Esta semana supimos que el Principado perdió en los dos últimos años 20.000 habitantes. El equivalente a borrar de golpe Llanera y Noreña. Nunca antes se había reducido tan bruscamente su población. Y los concejos del área central, antes imanes demográficos que llegaron a hacer incluso que Asturias creciese a finales de la década pasada, ya no contribuyen siquiera a atenuar esa sangría. En los dos últimos años todos perdieron vecinos. Algunos, como Siero, ganaron habitantes un año, pero fueron mayores las pérdidas del siguiente. En la comarca del Nora había el 1 de enero de este año 71.428 habitantes, 450 menos que el mismo día de 2014. Siero redujo su población en 110 personas, por 234 de Llanera y 102 de Noreña. Los tres concejos habían crecido de forma progresiva, año tras año (salvo alguna excepción esporádica), desde que existen registros: dos décadas.

En esa pérdida de población influyen, sobre todo, tres factores: la paulatina reducción de la natalidad, la emigración laboral y la reducción de la inmigración. Asturias tiene hoy la tasa de natalidad (6,26%) y el índice de fecundidad (0,99%) más bajos de España, cosecha altos índices de emigración, interior y exterior (en un país que batió su récord de emigración en 2015), y se sitúa entre las tres autonomías con menor porcentaje de extranjeros: un 3,9% de la población frente al 9,9% nacional. En el Principado viven ahora 40.229 inmigrantes, casi 11.000 menos que hace cuatro años.

Perder habitantes no sería malo si Asturias contase con una estructura demográfica sólida y tuviese la población activa suficiente para sostener el gasto de sus mayores. Y tenerla, la tiene. Igual que España. El "baby-boom" español alumbró casi 14 millones de niños y niñas entre 1958 y 1977, veinte años consecutivos en los que los nacimientos superaron los 650.000 anuales. En esas fechas nacieron dos millones y medio de niños más que en los veinte años previos y 4,5 millones más que en las dos décadas siguientes. Y hoy esas generaciones tendrían que estar en su plenitud profesional y laboral. Ni España ni Asturias tuvieron nunca tanta gente tan bien formada, tan sana y con tanta disposición de trabajar.

Pero Asturias cerró 2015 con la menor tasa de creación de empleo del país y no le ha ido mejor en lo que va de 2016: en el primer trimestre fue una de las dos únicas regiones en las que aumentó el desempleo. Por tanto, a la pérdida de población (menos impuestos) hay que añadir el elevado paro (menos cotizaciones), lo que supone una merma de ingresos absolutamente incapaz de hacer frente al incremento de los costes (pensiones y gasto sanitario) que supone tener una de las poblaciones más envejecidas de España.

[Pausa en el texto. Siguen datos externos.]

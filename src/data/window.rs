//! Time-aligned sliding window of sensor readings for charting.

use std::collections::{BTreeMap, VecDeque};

use auralink_types::SensorKey;
use serde::Serialize;

/// Default number of time slots kept in the window.
pub const DEFAULT_WINDOW_SIZE: usize = 20;

/// One time bucket with a value (or gap) for every sensor.
#[derive(Debug, Clone, PartialEq, Serialize)]
pub struct TimeSlot {
    /// Wall-clock label of the bucket, e.g. "10:00:00".
    pub label: String,
    /// Value per sensor; `None` until that sensor has reported at least once.
    pub values: BTreeMap<SensorKey, Option<f64>>,
}

impl TimeSlot {
    fn empty(label: &str) -> Self {
        Self {
            label: label.to_string(),
            values: SensorKey::ALL.iter().map(|&k| (k, None)).collect(),
        }
    }

    /// Start a new bucket carrying every sensor's last known value forward.
    fn forward_filled(label: &str, previous: Option<&TimeSlot>) -> Self {
        match previous {
            Some(prev) => Self {
                label: label.to_string(),
                values: prev.values.clone(),
            },
            None => Self::empty(label),
        }
    }

    /// Value for a sensor in this bucket.
    pub fn value(&self, key: SensorKey) -> Option<f64> {
        self.values.get(&key).copied().flatten()
    }
}

/// Bounded, time-bucketed store of several sensor series.
///
/// Readings arriving in the same bucket collapse into one slot (the most
/// recent value per sensor wins). A new bucket forward-fills every sensor
/// from the previous slot, so all series always have the same length and
/// slow sensors show their last known value instead of gaps.
#[derive(Debug, Clone)]
pub struct TimeSeriesWindow {
    slots: VecDeque<TimeSlot>,
    capacity: usize,
}

impl Default for TimeSeriesWindow {
    fn default() -> Self {
        Self::new(DEFAULT_WINDOW_SIZE)
    }
}

impl TimeSeriesWindow {
    /// Create an empty window holding at most `capacity` slots.
    ///
    /// A capacity of zero is treated as one.
    pub fn new(capacity: usize) -> Self {
        let capacity = capacity.max(1);
        Self {
            slots: VecDeque::with_capacity(capacity + 1),
            capacity,
        }
    }

    /// Record a reading for `key` in the bucket labelled `label`.
    pub fn append(&mut self, key: SensorKey, value: f64, label: &str) {
        let needs_slot = self.slots.back().map_or(true, |last| last.label != label);
        if needs_slot {
            let slot = TimeSlot::forward_filled(label, self.slots.back());
            self.slots.push_back(slot);
        }

        if let Some(slot) = self.slots.back_mut() {
            slot.values.insert(key, Some(value));
        }

        // At most one slot is added per call
        if self.slots.len() > self.capacity {
            self.slots.pop_front();
        }
    }

    /// Maximum number of slots.
    pub fn capacity(&self) -> usize {
        self.capacity
    }

    pub fn len(&self) -> usize {
        self.slots.len()
    }

    pub fn is_empty(&self) -> bool {
        self.slots.is_empty()
    }

    /// Slots from oldest to newest.
    pub fn slots(&self) -> impl Iterator<Item = &TimeSlot> {
        self.slots.iter()
    }

    /// Bucket labels from oldest to newest.
    pub fn labels(&self) -> Vec<String> {
        self.slots.iter().map(|s| s.label.clone()).collect()
    }

    /// One sensor's series, aligned with [`labels`](Self::labels).
    pub fn series(&self, key: SensorKey) -> Vec<Option<f64>> {
        self.slots.iter().map(|s| s.value(key)).collect()
    }

    /// Most recent value for a sensor, if it has reported in the window.
    pub fn latest(&self, key: SensorKey) -> Option<f64> {
        self.slots.back().and_then(|s| s.value(key))
    }

    /// Newest slot.
    pub fn last_slot(&self) -> Option<&TimeSlot> {
        self.slots.back()
    }

    /// Drop all history.
    pub fn clear(&mut self) {
        self.slots.clear();
    }
}

#[cfg(test)]
mod tests {
    use super::*;
    use SensorKey::*;

    fn label(i: usize) -> String {
        format!("10:00:{:02}", i % 60)
    }

    #[test]
    fn new_window_is_empty() {
        let w = TimeSeriesWindow::default();
        assert!(w.is_empty());
        assert_eq!(w.capacity(), DEFAULT_WINDOW_SIZE);
        assert!(w.latest(Temperature).is_none());
    }

    #[test]
    fn first_append_creates_slot_with_gaps() {
        let mut w = TimeSeriesWindow::default();
        w.append(Temperature, 21.5, "10:00:00");

        assert_eq!(w.len(), 1);
        let slot = w.last_slot().unwrap();
        assert_eq!(slot.label, "10:00:00");
        assert_eq!(slot.value(Temperature), Some(21.5));
        assert_eq!(slot.value(Humidity), None);
        assert_eq!(slot.value(AirQuality), None);
    }

    #[test]
    fn same_label_mutates_existing_slot() {
        let mut w = TimeSeriesWindow::default();
        w.append(Temperature, 21.5, "10:00:00");
        w.append(Humidity, 60.0, "10:00:00");

        assert_eq!(w.len(), 1);
        let slot = w.last_slot().unwrap();
        assert_eq!(slot.value(Temperature), Some(21.5));
        assert_eq!(slot.value(Humidity), Some(60.0));
        assert_eq!(slot.value(AirQuality), None);
    }

    #[test]
    fn same_label_latest_value_wins() {
        let mut w = TimeSeriesWindow::default();
        w.append(Temperature, 21.5, "10:00:00");
        w.append(Temperature, 22.0, "10:00:00");

        assert_eq!(w.len(), 1);
        assert_eq!(w.latest(Temperature), Some(22.0));
    }

    #[test]
    fn new_label_forward_fills_other_sensors() {
        let mut w = TimeSeriesWindow::default();
        w.append(Temperature, 21.5, "10:00:00");
        w.append(Humidity, 60.0, "10:00:00");
        w.append(AirQuality, 120.0, "10:00:01");

        assert_eq!(w.len(), 2);
        let slot = w.last_slot().unwrap();
        assert_eq!(slot.value(Temperature), Some(21.5));
        assert_eq!(slot.value(Humidity), Some(60.0));
        assert_eq!(slot.value(AirQuality), Some(120.0));

        // The earlier slot is untouched
        assert_eq!(w.series(AirQuality), vec![None, Some(120.0)]);
    }

    #[test]
    fn forward_fill_overwrites_own_placeholder() {
        let mut w = TimeSeriesWindow::default();
        w.append(Temperature, 21.5, "10:00:00");
        w.append(Temperature, 23.0, "10:00:01");

        assert_eq!(w.series(Temperature), vec![Some(21.5), Some(23.0)]);
    }

    #[test]
    fn window_caps_at_capacity_and_evicts_oldest() {
        let mut w = TimeSeriesWindow::default();
        for i in 0..21 {
            w.append(Temperature, i as f64, &label(i));
        }

        assert_eq!(w.len(), 20);
        let labels = w.labels();
        assert!(!labels.contains(&label(0)));
        assert_eq!(labels.first(), Some(&label(1)));
        assert_eq!(labels.last(), Some(&label(20)));
    }

    #[test]
    fn window_never_exceeds_capacity() {
        let mut w = TimeSeriesWindow::new(5);
        for i in 0..200 {
            let key = SensorKey::ALL[i % 3];
            w.append(key, i as f64, &label(i / 2));
            assert!(w.len() <= 5);
        }
    }

    #[test]
    fn series_are_aligned_with_labels() {
        let mut w = TimeSeriesWindow::default();
        w.append(Temperature, 20.0, "10:00:00");
        w.append(Humidity, 50.0, "10:00:01");
        w.append(AirQuality, 90.0, "10:00:02");

        let labels = w.labels();
        for key in SensorKey::ALL {
            assert_eq!(w.series(key).len(), labels.len());
        }
        assert_eq!(w.series(Temperature), vec![Some(20.0), Some(20.0), Some(20.0)]);
        assert_eq!(w.series(Humidity), vec![None, Some(50.0), Some(50.0)]);
    }

    #[test]
    fn repeated_label_after_other_label_starts_new_slot() {
        // Labels only compare against the newest slot
        let mut w = TimeSeriesWindow::default();
        w.append(Temperature, 1.0, "10:00:00");
        w.append(Temperature, 2.0, "10:00:01");
        w.append(Temperature, 3.0, "10:00:00");
        assert_eq!(w.len(), 3);
    }

    #[test]
    fn zero_capacity_keeps_one_slot() {
        let mut w = TimeSeriesWindow::new(0);
        w.append(Temperature, 1.0, "10:00:00");
        w.append(Temperature, 2.0, "10:00:01");
        assert_eq!(w.len(), 1);
        assert_eq!(w.latest(Temperature), Some(2.0));
    }

    #[test]
    fn clear_drops_history() {
        let mut w = TimeSeriesWindow::default();
        w.append(Temperature, 1.0, "10:00:00");
        w.clear();
        assert!(w.is_empty());
    }
}
//! Timer scheduling for the connection manager.
//!
//! Fired timers come back through the event queue as
//! [`DashboardEvent::Timer`]; nothing runs on a timer's own task.

use std::collections::{BTreeMap, HashMap};
use std::sync::Arc;
use std::time::Duration;

use parking_lot::Mutex;
use tokio::sync::mpsc;
use tokio::task::JoinHandle;

use super::event::{DashboardEvent, TimerId, TimerKind};
use crate::clock::ManualClock;

/// Something that can fire a [`TimerKind`] after a delay.
pub trait Scheduler: Send {
    fn schedule(&mut self, delay: Duration, kind: TimerKind) -> TimerId;

    /// Cancel a pending timer. Unknown or already fired ids are ignored.
    fn cancel(&mut self, id: TimerId);
}

/// Real timers on the tokio runtime.
///
/// Must be used from within a runtime.
#[derive(Debug)]
pub struct TokioScheduler {
    events: mpsc::UnboundedSender<DashboardEvent>,
    next_id: u64,
    tasks: HashMap<TimerId, JoinHandle<()>>,
}

impl TokioScheduler {
    pub fn new(events: mpsc::UnboundedSender<DashboardEvent>) -> Self {
        Self {
            events,
            next_id: 0,
            tasks: HashMap::new(),
        }
    }
}

impl Scheduler for TokioScheduler {
    fn schedule(&mut self, delay: Duration, kind: TimerKind) -> TimerId {
        self.next_id += 1;
        let id = TimerId(self.next_id);
        let tx = self.events.clone();

        let handle = tokio::spawn(async move {
            tokio::time::sleep(delay).await;
            let _ = tx.send(DashboardEvent::Timer { id, kind });
        });

        self.tasks.retain(|_, task| !task.is_finished());
        self.tasks.insert(id, handle);
        id
    }

    fn cancel(&mut self, id: TimerId) {
        if let Some(task) = self.tasks.remove(&id) {
            task.abort();
        }
    }
}

impl Drop for TokioScheduler {
    fn drop(&mut self) {
        for (_, task) in self.tasks.drain() {
            task.abort();
        }
    }
}

#[derive(Debug, Default)]
struct VirtualTimers {
    elapsed: Duration,
    next_id: u64,
    pending: BTreeMap<(Duration, TimerId), TimerKind>,
}

/// Timers on virtual time, advanced explicitly by tests.
///
/// Clones share the same timer set: hand one to the manager and keep one
/// to drive time. When built with a [`ManualClock`], advancing also moves
/// that clock.
#[derive(Debug, Clone, Default)]
pub struct VirtualScheduler {
    timers: Arc<Mutex<VirtualTimers>>,
    clock: Option<ManualClock>,
}

impl VirtualScheduler {
    pub fn new() -> Self {
        Self::default()
    }

    /// A scheduler that keeps `clock` in step with virtual time.
    pub fn with_clock(clock: ManualClock) -> Self {
        Self {
            timers: Arc::default(),
            clock: Some(clock),
        }
    }

    /// Move virtual time forward and return the timers that came due, in
    /// firing order. Timers scheduled while handling these are not
    /// included even if already due; advance again to collect them.
    pub fn advance(&self, by: Duration) -> Vec<(TimerId, TimerKind)> {
        let mut timers = self.timers.lock();
        timers.elapsed += by;
        if let Some(clock) = &self.clock {
            clock.advance(by);
        }

        let now = timers.elapsed;
        let due: Vec<_> = timers
            .pending
            .range(..=(now, TimerId(u64::MAX)))
            .map(|(&key, &kind)| (key, kind))
            .collect();

        due.into_iter()
            .map(|(key, kind)| {
                timers.pending.remove(&key);
                (key.1, kind)
            })
            .collect()
    }

    /// Total virtual time elapsed.
    pub fn elapsed(&self) -> Duration {
        self.timers.lock().elapsed
    }

    /// Number of timers waiting to fire.
    pub fn pending_count(&self) -> usize {
        self.timers.lock().pending.len()
    }

    /// Whether a timer of this kind is waiting to fire.
    pub fn is_pending(&self, kind: TimerKind) -> bool {
        self.timers.lock().pending.values().any(|&k| k == kind)
    }
}

impl Scheduler for VirtualScheduler {
    fn schedule(&mut self, delay: Duration, kind: TimerKind) -> TimerId {
        let mut timers = self.timers.lock();
        timers.next_id += 1;
        let id = TimerId(timers.next_id);
        let due = timers.elapsed + delay;
        timers.pending.insert((due, id), kind);
        id
    }

    fn cancel(&mut self, id: TimerId) {
        self.timers.lock().pending.retain(|&(_, pending_id), _| pending_id != id);
    }
}
//! Latest-value slots: no history, every message overwrites.

use std::collections::BTreeMap;

use auralink_types::{AuxChannel, SensorKey};

/// Last raw payload received on each free-text channel.
///
/// Empty payloads are stored as-is; retained-message cleanup publishes
/// them to clear a channel.
#[derive(Debug, Clone, Default)]
pub struct AuxiliaryLatest {
    values: BTreeMap<AuxChannel, String>,
}

impl AuxiliaryLatest {
    pub fn new() -> Self {
        Self::default()
    }

    /// Overwrite a channel's value verbatim.
    pub fn set(&mut self, channel: AuxChannel, payload: &str) {
        self.values.insert(channel, payload.to_string());
    }

    /// Value received on a channel, if any.
    pub fn get(&self, channel: AuxChannel) -> Option<&str> {
        self.values.get(&channel).map(String::as_str)
    }

    /// Value received on a channel, or its placeholder text.
    pub fn get_or_placeholder(&self, channel: AuxChannel) -> &str {
        self.get(channel).unwrap_or(channel.placeholder())
    }

    /// All received values keyed by channel.
    pub fn to_map(&self) -> BTreeMap<AuxChannel, String> {
        self.values.clone()
    }
}

/// Last raw payload received per sensor, including unparsable ones.
///
/// This is what a status card shows; the time-series window only ever
/// sees payloads that parsed as numbers.
#[derive(Debug, Clone, Default)]
pub struct SensorReadings {
    raw: BTreeMap<SensorKey, String>,
}

impl SensorReadings {
    pub fn new() -> Self {
        Self::default()
    }

    pub fn set(&mut self, key: SensorKey, payload: &str) {
        self.raw.insert(key, payload.to_string());
    }

    pub fn get(&self, key: SensorKey) -> Option<&str> {
        self.raw.get(&key).map(String::as_str)
    }

    pub fn to_map(&self) -> BTreeMap<SensorKey, String> {
        self.raw.clone()
    }
}
//! Shared key-value stores backing the session lease.
//!
//! The store is deliberately weak: no transactions, no compare-and-swap.
//! Two instances may read-then-write concurrently; the arbiter tolerates
//! that instead of preventing it.

use std::collections::HashMap;
use std::fs;
use std::io::{ErrorKind, Write};
use std::path::{Path, PathBuf};
use std::sync::Arc;

use parking_lot::Mutex;

use crate::error::StoreError;

/// A string key-value store visible to every dashboard instance.
pub trait KvStore: Send + Sync + std::fmt::Debug {
    /// Read a key. A missing key is `Ok(None)`.
    fn get(&self, key: &str) -> Result<Option<String>, StoreError>;

    /// Write a key, replacing any previous value.
    fn set(&self, key: &str, value: &str) -> Result<(), StoreError>;

    /// Remove a key. Removing a missing key succeeds.
    fn delete(&self, key: &str) -> Result<(), StoreError>;
}

/// In-process store. Clones share the same map, which is how tests
/// simulate several dashboard instances against one store.
#[derive(Debug, Clone, Default)]
pub struct MemoryStore {
    entries: Arc<Mutex<HashMap<String, String>>>,
}

impl MemoryStore {
    pub fn new() -> Self {
        Self::default()
    }

    /// Number of keys currently stored.
    pub fn len(&self) -> usize {
        self.entries.lock().len()
    }

    pub fn is_empty(&self) -> bool {
        self.entries.lock().is_empty()
    }
}

impl KvStore for MemoryStore {
    fn get(&self, key: &str) -> Result<Option<String>, StoreError> {
        Ok(self.entries.lock().get(key).cloned())
    }

    fn set(&self, key: &str, value: &str) -> Result<(), StoreError> {
        self.entries.lock().insert(key.to_string(), value.to_string());
        Ok(())
    }

    fn delete(&self, key: &str) -> Result<(), StoreError> {
        self.entries.lock().remove(key);
        Ok(())
    }
}

/// Directory-backed store, one file per key.
///
/// Writes go to a temporary file in the same directory and are renamed
/// into place, so a reader sees either the old value or the new one.
/// Every dashboard process on a host pointing at the same directory sees
/// the same lease.
#[derive(Debug, Clone)]
pub struct FileStore {
    dir: PathBuf,
}

impl FileStore {
    /// Open (and create if needed) a store rooted at `dir`.
    pub fn open<P: AsRef<Path>>(dir: P) -> Result<Self, StoreError> {
        let dir = dir.as_ref().to_path_buf();
        fs::create_dir_all(&dir)?;
        Ok(Self { dir })
    }

    /// Directory holding the key files.
    pub fn dir(&self) -> &Path {
        &self.dir
    }

    fn path_for(&self, key: &str) -> PathBuf {
        // Keys are fixed identifiers; keep them filesystem-safe anyway
        let name: String = key
            .chars()
            .map(|c| if c.is_ascii_alphanumeric() || c == '_' || c == '-' { c } else { '_' })
            .collect();
        self.dir.join(name)
    }
}

impl KvStore for FileStore {
    fn get(&self, key: &str) -> Result<Option<String>, StoreError> {
        match fs::read_to_string(self.path_for(key)) {
            Ok(value) => Ok(Some(value)),
            Err(e) if e.kind() == ErrorKind::NotFound => Ok(None),
            Err(e) => Err(e.into()),
        }
    }

    fn set(&self, key: &str, value: &str) -> Result<(), StoreError> {
        // Readers in other processes must never see a partially written value
        let mut tmp = tempfile::NamedTempFile::new_in(&self.dir)?;
        tmp.write_all(value.as_bytes())?;
        tmp.persist(self.path_for(key)).map_err(|e| e.error)?;
        Ok(())
    }

    fn delete(&self, key: &str) -> Result<(), StoreError> {
        match fs::remove_file(self.path_for(key)) {
            Ok(()) => Ok(()),
            Err(e) if e.kind() == ErrorKind::NotFound => Ok(()),
            Err(e) => Err(e.into()),
        }
    }
}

Los principales riesgos del sistema de pensiones no se deben sólo al envejecimiento, sino a la falta de actividad económica o a la ausencia de políticas acertadas de empleo que lo compensen. Y el problema se agravará cuando los "babyboomers" nos jubilemos (si llegamos y aún quedan pensiones) y nuestros hijos tengan que soportar el gasto social de la horquilla generacional más poblada de la edad moderna española.

Parece que la única forma de atenuar ese desajuste -dado que los demógrafos afirman que las poblaciones serán decrecientes y más envejecidas- es entregar a la productividad los años ganados a la muerte. Es decir, estirar la vida laboral. Hasta ahora esos años de más que nos ha dado el progreso los entregamos a la juventud (cada vez el período de formación es más extenso) o a la jubilación y la vejez.

La única alternativa a lo anterior que ven los expertos es que los jóvenes empiecen a trabajar antes para cotizar más años y completen su formación mientras trabajan. Es la ansiada -y hoy utópica, salvo excepciones- formación continua que, además de favorecer una estructura laboral en permanente reciclaje, mejoraría la productividad. Y con trabajadores más cualificados, y sus empleos y salarios correspondientes, sería necesaria menos gente para sostener el sistema.

La única alternativa a poner fin a las pensiones es, por tanto, crear empleo y mejorar la productividad. Eso, o acabar trabajando en la gerontolescencia. Toca elegir si aspiramos a lucir el verdadero yelmo de Mambrino o nos vale la bacía del barbero Nicolás como a don Quijote porque "más vale algo que no nada, cuanto más que bien será bastante para defenderme de alguna pedrada".